WHAT IS NEEDED - In the records below, the line with "an already-initiated payment" opens the range and the line with "PollState::Failed => Err(PaymentError::PaymentDeclined" closes it; print that range exactly and nothing else.

RECORDED DATA -
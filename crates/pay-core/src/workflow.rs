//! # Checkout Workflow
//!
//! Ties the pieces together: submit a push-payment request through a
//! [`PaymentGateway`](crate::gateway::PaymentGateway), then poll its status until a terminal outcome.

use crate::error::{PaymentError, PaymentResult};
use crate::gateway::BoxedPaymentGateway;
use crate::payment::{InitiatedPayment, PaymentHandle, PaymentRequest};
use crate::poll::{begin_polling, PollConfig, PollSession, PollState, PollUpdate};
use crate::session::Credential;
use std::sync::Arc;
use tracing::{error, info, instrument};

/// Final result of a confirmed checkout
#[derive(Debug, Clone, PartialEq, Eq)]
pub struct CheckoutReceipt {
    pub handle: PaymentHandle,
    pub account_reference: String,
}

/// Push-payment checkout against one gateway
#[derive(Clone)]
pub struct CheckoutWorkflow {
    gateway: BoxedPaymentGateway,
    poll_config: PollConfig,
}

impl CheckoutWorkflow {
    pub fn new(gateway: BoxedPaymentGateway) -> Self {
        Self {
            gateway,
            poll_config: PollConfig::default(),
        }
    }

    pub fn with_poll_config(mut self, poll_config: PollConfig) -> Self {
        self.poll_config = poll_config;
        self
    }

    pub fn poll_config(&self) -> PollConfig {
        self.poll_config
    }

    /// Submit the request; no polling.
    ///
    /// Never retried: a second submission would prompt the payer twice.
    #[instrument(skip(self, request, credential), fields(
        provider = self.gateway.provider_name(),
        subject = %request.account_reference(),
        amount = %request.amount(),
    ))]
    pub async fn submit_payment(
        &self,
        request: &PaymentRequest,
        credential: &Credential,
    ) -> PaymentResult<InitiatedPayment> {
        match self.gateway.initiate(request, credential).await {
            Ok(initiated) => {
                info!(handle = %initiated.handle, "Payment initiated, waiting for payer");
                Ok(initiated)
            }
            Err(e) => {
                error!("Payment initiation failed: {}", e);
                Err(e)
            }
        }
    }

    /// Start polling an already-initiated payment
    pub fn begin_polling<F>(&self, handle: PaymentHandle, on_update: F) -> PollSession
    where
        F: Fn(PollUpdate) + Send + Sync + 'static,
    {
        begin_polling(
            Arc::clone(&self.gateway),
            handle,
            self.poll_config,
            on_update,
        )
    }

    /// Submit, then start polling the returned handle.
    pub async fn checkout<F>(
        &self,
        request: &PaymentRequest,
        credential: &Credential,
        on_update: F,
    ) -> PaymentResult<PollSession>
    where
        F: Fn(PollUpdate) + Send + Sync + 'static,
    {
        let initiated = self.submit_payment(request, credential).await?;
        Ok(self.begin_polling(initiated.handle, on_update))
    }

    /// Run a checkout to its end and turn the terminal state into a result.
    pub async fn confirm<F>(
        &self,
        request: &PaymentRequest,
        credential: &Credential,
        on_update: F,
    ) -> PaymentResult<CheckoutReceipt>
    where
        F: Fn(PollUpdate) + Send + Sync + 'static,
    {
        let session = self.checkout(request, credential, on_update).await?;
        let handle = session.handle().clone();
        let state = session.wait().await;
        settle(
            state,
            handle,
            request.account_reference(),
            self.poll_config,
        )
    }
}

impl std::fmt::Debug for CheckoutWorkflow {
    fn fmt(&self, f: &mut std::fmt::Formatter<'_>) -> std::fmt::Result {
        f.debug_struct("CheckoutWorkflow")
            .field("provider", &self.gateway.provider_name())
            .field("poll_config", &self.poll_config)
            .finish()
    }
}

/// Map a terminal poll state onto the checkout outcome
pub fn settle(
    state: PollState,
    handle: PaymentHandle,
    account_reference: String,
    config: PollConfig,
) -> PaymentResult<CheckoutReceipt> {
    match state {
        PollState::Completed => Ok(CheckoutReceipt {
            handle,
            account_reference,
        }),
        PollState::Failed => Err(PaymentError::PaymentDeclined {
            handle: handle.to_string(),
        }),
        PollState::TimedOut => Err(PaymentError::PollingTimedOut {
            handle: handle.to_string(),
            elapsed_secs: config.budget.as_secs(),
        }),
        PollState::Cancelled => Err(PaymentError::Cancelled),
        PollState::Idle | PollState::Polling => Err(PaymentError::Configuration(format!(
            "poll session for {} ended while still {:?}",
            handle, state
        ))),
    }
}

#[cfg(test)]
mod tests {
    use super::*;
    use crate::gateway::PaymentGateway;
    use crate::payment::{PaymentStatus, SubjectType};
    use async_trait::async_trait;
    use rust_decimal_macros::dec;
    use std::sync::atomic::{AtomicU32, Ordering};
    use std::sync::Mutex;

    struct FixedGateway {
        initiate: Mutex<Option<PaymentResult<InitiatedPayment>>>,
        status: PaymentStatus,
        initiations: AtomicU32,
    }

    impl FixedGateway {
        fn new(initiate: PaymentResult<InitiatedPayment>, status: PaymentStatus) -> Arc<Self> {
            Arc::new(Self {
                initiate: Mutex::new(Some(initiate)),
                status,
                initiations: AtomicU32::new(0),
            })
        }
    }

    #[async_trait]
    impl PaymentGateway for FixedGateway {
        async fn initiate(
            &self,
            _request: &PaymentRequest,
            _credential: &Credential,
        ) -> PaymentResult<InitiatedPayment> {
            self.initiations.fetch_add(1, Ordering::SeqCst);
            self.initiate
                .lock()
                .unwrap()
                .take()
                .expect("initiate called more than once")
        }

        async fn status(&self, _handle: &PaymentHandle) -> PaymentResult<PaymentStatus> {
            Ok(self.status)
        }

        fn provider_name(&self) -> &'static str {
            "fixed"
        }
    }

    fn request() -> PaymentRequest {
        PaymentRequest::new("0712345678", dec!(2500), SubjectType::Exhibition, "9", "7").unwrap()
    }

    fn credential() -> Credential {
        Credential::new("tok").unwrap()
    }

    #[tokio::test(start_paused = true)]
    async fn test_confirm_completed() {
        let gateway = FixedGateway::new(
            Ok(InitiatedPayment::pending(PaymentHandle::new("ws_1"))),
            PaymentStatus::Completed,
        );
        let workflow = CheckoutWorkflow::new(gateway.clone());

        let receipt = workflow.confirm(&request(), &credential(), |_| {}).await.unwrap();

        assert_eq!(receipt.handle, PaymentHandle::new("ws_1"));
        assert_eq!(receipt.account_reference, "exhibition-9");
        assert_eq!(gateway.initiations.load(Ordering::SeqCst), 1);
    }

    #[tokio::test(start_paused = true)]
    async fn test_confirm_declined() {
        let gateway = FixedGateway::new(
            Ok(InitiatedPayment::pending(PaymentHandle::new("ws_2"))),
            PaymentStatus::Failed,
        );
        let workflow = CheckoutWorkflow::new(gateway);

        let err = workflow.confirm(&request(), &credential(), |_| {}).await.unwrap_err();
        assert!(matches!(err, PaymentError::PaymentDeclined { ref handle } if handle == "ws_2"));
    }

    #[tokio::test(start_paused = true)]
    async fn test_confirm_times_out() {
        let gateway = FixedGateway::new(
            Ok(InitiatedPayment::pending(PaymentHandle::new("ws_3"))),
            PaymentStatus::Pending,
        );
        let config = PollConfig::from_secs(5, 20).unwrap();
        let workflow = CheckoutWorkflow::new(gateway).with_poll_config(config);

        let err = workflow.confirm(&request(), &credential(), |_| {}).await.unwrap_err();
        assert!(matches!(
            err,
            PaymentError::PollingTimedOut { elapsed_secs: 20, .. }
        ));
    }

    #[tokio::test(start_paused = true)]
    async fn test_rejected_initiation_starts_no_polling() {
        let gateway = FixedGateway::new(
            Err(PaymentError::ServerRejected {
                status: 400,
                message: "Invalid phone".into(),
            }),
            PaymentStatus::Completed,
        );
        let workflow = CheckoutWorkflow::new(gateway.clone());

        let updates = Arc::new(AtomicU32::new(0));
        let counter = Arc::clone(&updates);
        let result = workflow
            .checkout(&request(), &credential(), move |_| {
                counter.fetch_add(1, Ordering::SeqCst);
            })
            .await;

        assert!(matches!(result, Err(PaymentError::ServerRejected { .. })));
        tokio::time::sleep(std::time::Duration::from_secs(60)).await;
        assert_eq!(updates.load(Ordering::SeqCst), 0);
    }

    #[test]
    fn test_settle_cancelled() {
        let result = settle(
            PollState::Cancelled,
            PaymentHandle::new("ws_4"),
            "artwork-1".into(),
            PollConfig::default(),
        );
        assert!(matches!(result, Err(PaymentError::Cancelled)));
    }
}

RESPONSE -
    /// Start polling an already-initiated payment
    pub fn begin_polling<F>(&self, handle: PaymentHandle, on_update: F) -> PollSession
    where
        F: Fn(PollUpdate) + Send + Sync + 'static,
    {
        begin_polling(
            Arc::clone(&self.gateway),
            handle,
            self.poll_config,
            on_update,
        )
    }

    /// Submit, then start polling the returned handle.
    pub async fn checkout<F>(
        &self,
        request: &PaymentRequest,
        credential: &Credential,
        on_update: F,
    ) -> PaymentResult<PollSession>
    where
        F: Fn(PollUpdate) + Send + Sync + 'static,
    {
        let initiated = self.submit_payment(request, credential).await?;
        Ok(self.begin_polling(initiated.handle, on_update))
    }

    /// Run a checkout to its end and turn the terminal state into a result.
    pub async fn confirm<F>(
        &self,
        request: &PaymentRequest,
        credential: &Credential,
        on_update: F,
    ) -> PaymentResult<CheckoutReceipt>
    where
        F: Fn(PollUpdate) + Send + Sync + 'static,
    {
        let session = self.checkout(request, credential, on_update).await?;
        let handle = session.handle().clone();
        let state = session.wait().await;
        settle(
            state,
            handle,
            request.account_reference(),
            self.poll_config,
        )
    }
}

impl std::fmt::Debug for CheckoutWorkflow {
    fn fmt(&self, f: &mut std::fmt::Formatter<'_>) -> std::fmt::Result {
        f.debug_struct("CheckoutWorkflow")
            .field("provider", &self.gateway.provider_name())
            .field("poll_config", &self.poll_config)
            .finish()
    }
}

/// Map a terminal poll state onto the checkout outcome
pub fn settle(
    state: PollState,
    handle: PaymentHandle,
    account_reference: String,
    config: PollConfig,
) -> PaymentResult<CheckoutReceipt> {
    match state {
        PollState::Completed => Ok(CheckoutReceipt {
            handle,
            account_reference,
        }),
        PollState::Failed => Err(PaymentError::PaymentDeclined {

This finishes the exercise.